_Supplied entries:_
//! Stored resource types.
//!
//! This module defines the [`StoredResource`] type, which wraps a resource
//! document with persistence metadata such as version, dialect and timestamps.

use chrono::{DateTime, Utc};
use serde::{Deserialize, Serialize};
use serde_json::Value;

use crate::types::ResourceKind;
use crate::versioning::FhirDialect;

/// A resource document with persistence metadata.
///
/// - **Identity**: resource type and logical id
/// - **Versioning**: a positive version number, monotonic per id
/// - **Dialect**: the wire dialect the document was stored in
/// - **Timestamps**: last update and, for deletion markers, deletion time
///
/// # Examples
///
/// ```
/// use hcs_persistence::types::StoredResource;
/// use hcs_persistence::versioning::FhirDialect;
/// use serde_json::json;
///
/// let resource = StoredResource::new(
///     "Patient",
///     "123",
///     json!({
///         "resourceType": "Patient",
///         "id": "123",
///         "name": [{"family": "Smith"}]
///     }),
///     FhirDialect::R4,
/// );
///
/// assert_eq!(resource.url(), "Patient/123");
/// assert_eq!(resource.version_id(), 1);
/// assert_eq!(resource.etag(), "W/\"1\"");
/// ```
#[derive(Debug, Clone, Serialize, Deserialize)]
pub struct StoredResource {
    resource_type: String,
    id: String,
    version_id: u64,
    content: Value,
    fhir_version: FhirDialect,
    last_modified: DateTime<Utc>,
    deleted_at: Option<DateTime<Utc>>,
    method: Option<ResourceMethod>,
}

/// HTTP method that produced a resource version.
#[derive(Debug, Clone, Copy, PartialEq, Eq, Serialize, Deserialize)]
#[serde(rename_all = "UPPERCASE")]
pub enum ResourceMethod {
    /// Created via POST.
    Post,
    /// Created or updated via PUT.
    Put,
    /// Deleted via DELETE.
    Delete,
}

impl ResourceMethod {
    /// Returns the stored text form of the method.
    pub fn as_str(&self) -> &'static str {
        match self {
            ResourceMethod::Post => "POST",
            ResourceMethod::Put => "PUT",
            ResourceMethod::Delete => "DELETE",
        }
    }

    /// Parses the stored text form.
    pub fn parse(s: &str) -> Option<Self> {
        match s {
            "POST" => Some(ResourceMethod::Post),
            "PUT" => Some(ResourceMethod::Put),
            "DELETE" => Some(ResourceMethod::Delete),
            _ => None,
        }
    }
}

impl StoredResource {
    /// Creates a first version of a resource stamped with the current time.
    pub fn new(
        resource_type: impl Into<String>,
        id: impl Into<String>,
        content: Value,
        fhir_version: FhirDialect,
    ) -> Self {
        Self {
            resource_type: resource_type.into(),
            id: id.into(),
            version_id: 1,
            content,
            fhir_version,
            last_modified: Utc::now(),
            deleted_at: None,
            method: Some(ResourceMethod::Post),
        }
    }

    /// Creates a stored resource from a database row.
    #[allow(clippy::too_many_arguments)]
    pub fn from_storage(
        resource_type: impl Into<String>,
        id: impl Into<String>,
        version_id: u64,
        content: Value,
        fhir_version: FhirDialect,
        last_modified: DateTime<Utc>,
        deleted_at: Option<DateTime<Utc>>,
        method: Option<ResourceMethod>,
    ) -> Self {
        Self {
            resource_type: resource_type.into(),
            id: id.into(),
            version_id,
            content,
            fhir_version,
            last_modified,
            deleted_at,
            method,
        }
    }

    /// Returns the resource type name.
    pub fn resource_type(&self) -> &str {
        &self.resource_type
    }

    /// Returns the resource kind.
    pub fn kind(&self) -> ResourceKind {
        ResourceKind::parse(&self.resource_type)
    }

    /// Returns the resource's logical ID.
    pub fn id(&self) -> &str {
        &self.id
    }

    /// Returns the version number.
    pub fn version_id(&self) -> u64 {
        self.version_id
    }

    /// Returns the resource content as JSON.
    pub fn content(&self) -> &Value {
        &self.content
    }

    /// Consumes self and returns the content.
    pub fn into_content(self) -> Value {
        self.content
    }

    /// Returns the dialect the content is expressed in.
    pub fn fhir_version(&self) -> FhirDialect {
        self.fhir_version
    }

    /// Returns when this version was written.
    pub fn last_modified(&self) -> DateTime<Utc> {
        self.last_modified
    }

    /// Returns when the resource was deleted, for deletion markers.
    pub fn deleted_at(&self) -> Option<DateTime<Utc>> {
        self.deleted_at
    }

    /// Returns `true` if this version is a deletion marker.
    pub fn is_deleted(&self) -> bool {
        self.deleted_at.is_some()
    }

    /// Returns the HTTP method that produced this version.
    pub fn method(&self) -> Option<ResourceMethod> {
        self.method
    }

    /// Returns the weak ETag for this version, e.g. `W/"3"`.
    pub fn etag(&self) -> String {
        format!("W/\"{}\"", self.version_id)
    }

    /// Returns the relative URL for this resource (e.g., "Patient/123").
    pub fn url(&self) -> String {
        format!("{}/{}", self.resource_type, self.id)
    }

    /// Returns the versioned URL (e.g., "Patient/123/_history/1").
    pub fn versioned_url(&self) -> String {
        format!(
            "{}/{}/_history/{}",
            self.resource_type, self.id, self.version_id
        )
    }

    /// Checks if the given ETag names this version.
    pub fn matches_etag(&self, etag: &str) -> bool {
        crate::core::normalize_etag(etag) == self.version_id.to_string()
    }

    /// Returns the Meta element for this version.
    pub fn meta(&self) -> ResourceMeta {
        ResourceMeta {
            version_id: self.version_id.to_string(),
            last_updated: self.last_modified,
        }
    }
}

/// Meta element written into stored documents.
#[derive(Debug, Clone, Serialize, Deserialize)]
pub struct ResourceMeta {
    /// The version ID.
    #[serde(rename = "versionId")]
    pub version_id: String,

    /// The last update timestamp.
    #[serde(rename = "lastUpdated")]
    pub last_updated: DateTime<Utc>,
}

#[cfg(test)]
mod tests {
    use super::*;
    use serde_json::json;

    fn patient() -> StoredResource {
        StoredResource::new(
            "Patient",
            "p1",
            json!({"resourceType": "Patient", "id": "p1"}),
            FhirDialect::R4,
        )
    }

    #[test]
    fn test_new_resource_is_version_one() {
        let resource = patient();
        assert_eq!(resource.version_id(), 1);
        assert!(!resource.is_deleted());
        assert_eq!(resource.method(), Some(ResourceMethod::Post));
        assert_eq!(resource.kind(), ResourceKind::Patient);
    }

    #[test]
    fn test_urls() {
        let resource = patient();
        assert_eq!(resource.url(), "Patient/p1");
        assert_eq!(resource.versioned_url(), "Patient/p1/_history/1");
    }

    #[test]
    fn test_matches_etag_forms() {
        let resource = patient();
        assert!(resource.matches_etag("W/\"1\""));
        assert!(resource.matches_etag("\"1\""));
        assert!(resource.matches_etag("1"));
        assert!(!resource.matches_etag("W/\"2\""));
    }

    #[test]
    fn test_method_text_round_trip() {
        for method in [ResourceMethod::Post, ResourceMethod::Put, ResourceMethod::Delete] {
            assert_eq!(ResourceMethod::parse(method.as_str()), Some(method));
        }
        assert_eq!(ResourceMethod::parse("PATCH"), None);
    }

    #[test]
    fn test_meta_serializes_fhir_names() {
        let meta = patient().meta();
        let json = serde_json::to_value(&meta).unwrap();
        assert_eq!(json["versionId"], "1");
        assert!(json.get("lastUpdated").is_some());
    }
}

_Task brief:_
The expected result is every record above, duplicated exactly.

_Answer for the task:_
//! Stored resource types.
//!
//! This module defines the [`StoredResource`] type, which wraps a resource
//! document with persistence metadata such as version, dialect and timestamps.

use chrono::{DateTime, Utc};
use serde::{Deserialize, Serialize};
use serde_json::Value;

use crate::types::ResourceKind;
use crate::versioning::FhirDialect;

/// A resource document with persistence metadata.
///
/// - **Identity**: resource type and logical id
/// - **Versioning**: a positive version number, monotonic per id
/// - **Dialect**: the wire dialect the document was stored in
/// - **Timestamps**: last update and, for deletion markers, deletion time
///
/// # Examples
///
/// ```
/// use hcs_persistence::types::StoredResource;
/// use hcs_persistence::versioning::FhirDialect;
/// use serde_json::json;
///
/// let resource = StoredResource::new(
///     "Patient",
///     "123",
///     json!({
///         "resourceType": "Patient",
///         "id": "123",
///         "name": [{"family": "Smith"}]
///     }),
///     FhirDialect::R4,
/// );
///
/// assert_eq!(resource.url(), "Patient/123");
/// assert_eq!(resource.version_id(), 1);
/// assert_eq!(resource.etag(), "W/\"1\"");
/// ```
#[derive(Debug, Clone, Serialize, Deserialize)]
pub struct StoredResource {
    resource_type: String,
    id: String,
    version_id: u64,
    content: Value,
    fhir_version: FhirDialect,
    last_modified: DateTime<Utc>,
    deleted_at: Option<DateTime<Utc>>,
    method: Option<ResourceMethod>,
}

/// HTTP method that produced a resource version.
#[derive(Debug, Clone, Copy, PartialEq, Eq, Serialize, Deserialize)]
#[serde(rename_all = "UPPERCASE")]
pub enum ResourceMethod {
    /// Created via POST.
    Post,
    /// Created or updated via PUT.
    Put,
    /// Deleted via DELETE.
    Delete,
}

impl ResourceMethod {
    /// Returns the stored text form of the method.
    pub fn as_str(&self) -> &'static str {
        match self {
            ResourceMethod::Post => "POST",
            ResourceMethod::Put => "PUT",
            ResourceMethod::Delete => "DELETE",
        }
    }

    /// Parses the stored text form.
    pub fn parse(s: &str) -> Option<Self> {
        match s {
            "POST" => Some(ResourceMethod::Post),
            "PUT" => Some(ResourceMethod::Put),
            "DELETE" => Some(ResourceMethod::Delete),
            _ => None,
        }
    }
}

impl StoredResource {
    /// Creates a first version of a resource stamped with the current time.
    pub fn new(
        resource_type: impl Into<String>,
        id: impl Into<String>,
        content: Value,
        fhir_version: FhirDialect,
    ) -> Self {
        Self {
            resource_type: resource_type.into(),
            id: id.into(),
            version_id: 1,
            content,
            fhir_version,
            last_modified: Utc::now(),
            deleted_at: None,
            method: Some(ResourceMethod::Post),
        }
    }

    /// Creates a stored resource from a database row.
    #[allow(clippy::too_many_arguments)]
    pub fn from_storage(
        resource_type: impl Into<String>,
        id: impl Into<String>,
        version_id: u64,
        content: Value,
        fhir_version: FhirDialect,
        last_modified: DateTime<Utc>,
        deleted_at: Option<DateTime<Utc>>,
        method: Option<ResourceMethod>,
    ) -> Self {
        Self {
            resource_type: resource_type.into(),
            id: id.into(),
            version_id,
            content,
            fhir_version,
            last_modified,
            deleted_at,
            method,
        }
    }

    /// Returns the resource type name.
    pub fn resource_type(&self) -> &str {
        &self.resource_type
    }

    /// Returns the resource kind.
    pub fn kind(&self) -> ResourceKind {
        ResourceKind::parse(&self.resource_type)
    }

    /// Returns the resource's logical ID.
    pub fn id(&self) -> &str {
        &self.id
    }

    /// Returns the version number.
    pub fn version_id(&self) -> u64 {
        self.version_id
    }

    /// Returns the resource content as JSON.
    pub fn content(&self) -> &Value {
        &self.content
    }

    /// Consumes self and returns the content.
    pub fn into_content(self) -> Value {
        self.content
    }

    /// Returns the dialect the content is expressed in.
    pub fn fhir_version(&self) -> FhirDialect {
        self.fhir_version
    }

    /// Returns when this version was written.
    pub fn last_modified(&self) -> DateTime<Utc> {
        self.last_modified
    }

    /// Returns when the resource was deleted, for deletion markers.
    pub fn deleted_at(&self) -> Option<DateTime<Utc>> {
        self.deleted_at
    }

    /// Returns `true` if this version is a deletion marker.
    pub fn is_deleted(&self) -> bool {
        self.deleted_at.is_some()
    }

    /// Returns the HTTP method that produced this version.
    pub fn method(&self) -> Option<ResourceMethod> {
        self.method
    }

    /// Returns the weak ETag for this version, e.g. `W/"3"`.
    pub fn etag(&self) -> String {
        format!("W/\"{}\"", self.version_id)
    }

    /// Returns the relative URL for this resource (e.g., "Patient/123").
    pub fn url(&self) -> String {
        format!("{}/{}", self.resource_type, self.id)
    }

    /// Returns the versioned URL (e.g., "Patient/123/_history/1").
    pub fn versioned_url(&self) -> String {
        format!(
            "{}/{}/_history/{}",
            self.resource_type, self.id, self.version_id
        )
    }

    /// Checks if the given ETag names this version.
    pub fn matches_etag(&self, etag: &str) -> bool {
        crate::core::normalize_etag(etag) == self.version_id.to_string()
    }

    /// Returns the Meta element for this version.
    pub fn meta(&self) -> ResourceMeta {
        ResourceMeta {
            version_id: self.version_id.to_string(),
            last_updated: self.last_modified,
        }
    }
}

/// Meta element written into stored documents.
#[derive(Debug, Clone, Serialize, Deserialize)]
pub struct ResourceMeta {
    /// The version ID.
    #[serde(rename = "versionId")]
    pub version_id: String,

    /// The last update timestamp.
    #[serde(rename = "lastUpdated")]
    pub last_updated: DateTime<Utc>,
}

#[cfg(test)]
mod tests {
    use super::*;
    use serde_json::json;

    fn patient() -> StoredResource {
        StoredResource::new(
            "Patient",
            "p1",
            json!({"resourceType": "Patient", "id": "p1"}),
            FhirDialect::R4,
        )
    }

    #[test]
    fn test_new_resource_is_version_one() {
        let resource = patient();
        assert_eq!(resource.version_id(), 1);
        assert!(!resource.is_deleted());
        assert_eq!(resource.method(), Some(ResourceMethod::Post));
        assert_eq!(resource.kind(), ResourceKind::Patient);
    }

    #[test]
    fn test_urls() {
        let resource = patient();
        assert_eq!(resource.url(), "Patient/p1");
        assert_eq!(resource.versioned_url(), "Patient/p1/_history/1");
    }

    #[test]
    fn test_matches_etag_forms() {
        let resource = patient();
        assert!(resource.matches_etag("W/\"1\""));
        assert!(resource.matches_etag("\"1\""));
        assert!(resource.matches_etag("1"));
        assert!(!resource.matches_etag("W/\"2\""));
    }

    #[test]
    fn test_method_text_round_trip() {
        for method in [ResourceMethod::Post, ResourceMethod::Put, ResourceMethod::Delete] {
            assert_eq!(ResourceMethod::parse(method.as_str()), Some(method));
        }
        assert_eq!(ResourceMethod::parse("PATCH"), None);
    }

    #[test]
    fn test_meta_serializes_fhir_names() {
        let meta = patient().meta();
        let json = serde_json::to_value(&meta).unwrap();
        assert_eq!(json["versionId"], "1");
        assert!(json.get("lastUpdated").is_some());
    }
}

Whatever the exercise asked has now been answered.